RSN is a multi-stage network architecture for 2D

human pose estimation (Figure 5). The network

cascades multiple residual steps to progressively

refine and optimize the prediction of keypoints. Each

RSN module in a residual step shares similarities with

ResNet in its overall structure, but differs from

ResNet in the structure of its component units. The

RSN module consist of multiple Residual Steps

Blocks (RSBs), which divide the input features into

four branches, each with a different number of 3×3

convolutional layers (ranging from zero to three).

Through the dense connected structure of these

branches and 3×3 convolutional layers, the overall

network has access to a wide range of receptive fields,

making it well-qualified to learn delicate

representations of the features, as well as capturing

information about the features at a variety of different

scales.

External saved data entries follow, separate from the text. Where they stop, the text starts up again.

//! Wallet ledger (C3, spec §4.3).
//!
//! Every mutation runs the ceiling/floor check inside the same
//! conditional `UPDATE` that changes the balance — never read-then-write
//! — so concurrent credits/debits commute with respect to the balance
//! invariant (spec §5).

use chrono::Utc;
use rusqlite::Connection;
use uuid::Uuid;

use crate::audit::{write_audit_log, WriteAuditLog};
use crate::db::wallet_repo;
use crate::domain::wallet::{Transaction, TransactionStatus, WalletMutation};
use crate::error::{AppError, AppResult};

/// Upserts a zero-balance wallet for `owner_user_id`. Concurrent
/// first-creation races are resolved by re-reading the winning row
/// (spec §4.3 "ensureWallet").
pub fn ensure_wallet(conn: &Connection, owner_user_id: Uuid) -> AppResult<Uuid> {
    if let Some(w) = wallet_repo::get_wallet_by_owner(conn, owner_user_id)? {
        return Ok(w.id);
    }
    let wallet = crate::domain::wallet::Wallet {
        id: Uuid::new_v4(),
        owner_user_id,
        available_paise: 0,
        pending_paise: 0,
        locked_paise: 0,
        version: 0,
        deleted_at: None,
    };
    match wallet_repo::insert_wallet(conn, &wallet) {
        Ok(_) => Ok(wallet.id),
        Err(_) => {
            // Lost the race to create; the winner's row is now visible.
            wallet_repo::get_wallet_by_owner(conn, owner_user_id)?
                .map(|w| w.id)
                .ok_or(AppError::WalletNotFound)
        }
    }
}

fn validate_amount(amount_paise: i64) -> AppResult<()> {
    if amount_paise <= 0 {
        return Err(AppError::InvalidAmount);
    }
    Ok(())
}

/// Credits `mutation.owner_user_id`'s wallet, or replays the prior
/// Transaction unchanged if `mutation.idempotency_key` was already used
/// (spec §4.3 invariant 4).
pub fn apply_wallet_credit(
    conn: &Connection,
    mutation: WalletMutation,
    max_balance_paise: i64,
) -> AppResult<Transaction> {
    validate_amount(mutation.amount_paise)?;

    if let Some(existing) =
        wallet_repo::get_transaction_by_idempotency_key(conn, &mutation.idempotency_key)?
    {
        return Ok(existing);
    }

    let wallet_id = wallet_repo::get_wallet_by_owner(conn, mutation.owner_user_id)?
        .map(|w| w.id)
        .ok_or(AppError::WalletNotFound)?;

    let affected = wallet_repo::try_credit(
        conn,
        wallet_id,
        mutation.amount_paise,
        max_balance_paise,
    )?;
    if affected == 0 {
        // Distinguish "wallet gone" from "would exceed ceiling" without a
        // second read-then-write on the balance itself.
        return match wallet_repo::get_wallet_by_owner(conn, mutation.owner_user_id)? {
            Some(w) if w.deleted_at.is_some() => Err(AppError::WalletDeleted),
            Some(_) => Err(AppError::BalanceLimitExceeded),
            None => Err(AppError::WalletNotFound),
        };
    }

    let tx = Transaction {
        id: Uuid::new_v4(),
        idempotency_key: mutation.idempotency_key,
        kind: mutation.kind,
        status: TransactionStatus::Completed,
        amount_paise: mutation.amount_paise,
        wallet_id: Some(wallet_id),
        from_user_id: mutation.from_user_id,
        to_user_id: mutation.to_user_id.or(Some(mutation.owner_user_id)),
        order_id: mutation.order_id,
        campaign_id: mutation.campaign_id,
        payout_id: mutation.payout_id,
        metadata: mutation.metadata,
        created_at: Utc::now(),
    };
    wallet_repo::insert_transaction(conn, &tx)?;

    write_audit_log(
        conn,
        WriteAuditLog {
            actor_user_id: mutation.from_user_id.or(mutation.to_user_id),
            action: "WALLET_CREDIT",
            entity_type: "wallet",
            entity_id: &wallet_id.to_string(),
            ip: None,
            user_agent: None,
            metadata: Some(serde_json::json!({ "kind": tx.kind.as_str(), "amountPaise": tx.amount_paise })),
        },
    );
    tracing::info!(wallet_id = %wallet_id, amount_paise = tx.amount_paise, kind = tx.kind.as_str(), "wallet credit applied");

    Ok(tx)
}

/// Debits `mutation.owner_user_id`'s wallet, or replays the prior
/// Transaction unchanged if already applied.
pub fn apply_wallet_debit(conn: &Connection, mutation: WalletMutation) -> AppResult<Transaction> {
    validate_amount(mutation.amount_paise)?;

    if let Some(existing) =
        wallet_repo::get_transaction_by_idempotency_key(conn, &mutation.idempotency_key)?
    {
        return Ok(existing);
    }

    let wallet_id = wallet_repo::get_wallet_by_owner(conn, mutation.owner_user_id)?
        .map(|w| w.id)
        .ok_or(AppError::WalletNotFound)?;

    let affected = wallet_repo::try_debit(conn, wallet_id, mutation.amount_paise)?;
    if affected == 0 {
        return match wallet_repo::get_wallet_by_owner(conn, mutation.owner_user_id)? {
            Some(w) if w.deleted_at.is_some() => Err(AppError::WalletDeleted),
            Some(_) => Err(AppError::InsufficientFunds),
            None => Err(AppError::WalletNotFound),
        };
    }

    let tx = Transaction {
        id: Uuid::new_v4(),
        idempotency_key: mutation.idempotency_key,
        kind: mutation.kind,
        status: TransactionStatus::Completed,
        amount_paise: mutation.amount_paise,
        wallet_id: Some(wallet_id),
        from_user_id: mutation.from_user_id.or(Some(mutation.owner_user_id)),
        to_user_id: mutation.to_user_id,
        order_id: mutation.order_id,
        campaign_id: mutation.campaign_id,
        payout_id: mutation.payout_id,
        metadata: mutation.metadata,
        created_at: Utc::now(),
    };
    wallet_repo::insert_transaction(conn, &tx)?;

    write_audit_log(
        conn,
        WriteAuditLog {
            actor_user_id: mutation.to_user_id.or(mutation.from_user_id),
            action: "WALLET_DEBIT",
            entity_type: "wallet",
            entity_id: &wallet_id.to_string(),
            ip: None,
            user_agent: None,
            metadata: Some(serde_json::json!({ "kind": tx.kind.as_str(), "amountPaise": tx.amount_paise })),
        },
    );
    tracing::info!(wallet_id = %wallet_id, amount_paise = tx.amount_paise, kind = tx.kind.as_str(), "wallet debit applied");

    Ok(tx)
}

#[cfg(test)]
mod tests {
    use super::*;
    use crate::db::new_test_pool;
    use crate::domain::wallet::TransactionType;

    fn mutation(key: &str, owner: Uuid, amount: i64) -> WalletMutation {
        WalletMutation {
            idempotency_key: key.to_string(),
            kind: TransactionType::BrandDeposit,
            owner_user_id: owner,
            amount_paise: amount,
            from_user_id: None,
            to_user_id: None,
            order_id: None,
            campaign_id: None,
            payout_id: None,
            metadata: None,
        }
    }

    #[test]
    fn credit_then_debit_round_trips() {
        let pool = new_test_pool();
        let conn = pool.get().unwrap();
        let owner = Uuid::new_v4();
        ensure_wallet(&conn, owner).unwrap();

        let tx = apply_wallet_credit(&conn, mutation("credit-1", owner, 500), 10_000).unwrap();
        assert_eq!(tx.amount_paise, 500);

        let w = wallet_repo::get_wallet_by_owner(&conn, owner).unwrap().unwrap();
        assert_eq!(w.available_paise, 500);

        let debit = apply_wallet_debit(
            &conn,
            WalletMutation {
                kind: TransactionType::Refund,
                ..mutation("debit-1", owner, 200)
            },
        )
        .unwrap();
        assert_eq!(debit.amount_paise, 200);
        let w = wallet_repo::get_wallet_by_owner(&conn, owner).unwrap().unwrap();
        assert_eq!(w.available_paise, 300);
    }

    #[test]
    fn debit_below_zero_fails_insufficient_funds() {
        let pool = new_test_pool();
        let conn = pool.get().unwrap();
        let owner = Uuid::new_v4();
        ensure_wallet(&conn, owner).unwrap();
        let err = apply_wallet_debit(&conn, mutation("debit-2", owner, 100)).unwrap_err();
        assert!(matches!(err, AppError::InsufficientFunds));
    }

    #[test]
    fn credit_past_ceiling_fails() {
        let pool = new_test_pool();
        let conn = pool.get().unwrap();
        let owner = Uuid::new_v4();
        ensure_wallet(&conn, owner).unwrap();
        let err = apply_wallet_credit(&conn, mutation("credit-2", owner, 200), 100).unwrap_err();
        assert!(matches!(err, AppError::BalanceLimitExceeded));
    }

    #[test]
    fn replayed_idempotency_key_is_single_mutation() {
        let pool = new_test_pool();
        let conn = pool.get().unwrap();
        let owner = Uuid::new_v4();
        ensure_wallet(&conn, owner).unwrap();
        apply_wallet_credit(&conn, mutation("replay-1", owner, 100), 10_000).unwrap();
        apply_wallet_credit(&conn, mutation("replay-1", owner, 100), 10_000).unwrap();
        let w = wallet_repo::get_wallet_by_owner(&conn, owner).unwrap().unwrap();
        assert_eq!(w.available_paise, 100);
    }
}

In addition, RSN introduces supervised

signals in the middle of each residual stage, allowing

the network to learn meaningful feature

representations at different stages.

Figure 5: Residual Steps Network (RSN) architecture (Li et

al., 2019).

After RSN undergoes feature fusion within the

RSB and in each residual step, features at different

levels are fused together, which contain both low-

level precise local information and high-level global

information. These features contribute differently to

the final prediction results. To solve this problem,

RSN proposes an efficient attention mechanism, the

pose refine machine (PRM), to weight between the

local and global representations of the output features

to further refine the location of the keypoints, and

ultimately output the keypoint heatmap.

4 EXPERIMENTS

4.1 Test Dataset

To evaluate the proposed human pose estimation

variants in real sports scenarios, we used 15 rugby

game video clips, that were approved by the ethics

committees of Tokyo Medical and Dental University

and Tokyo Institute of Technology. From these clips,

we manually identified 16 significant impact events.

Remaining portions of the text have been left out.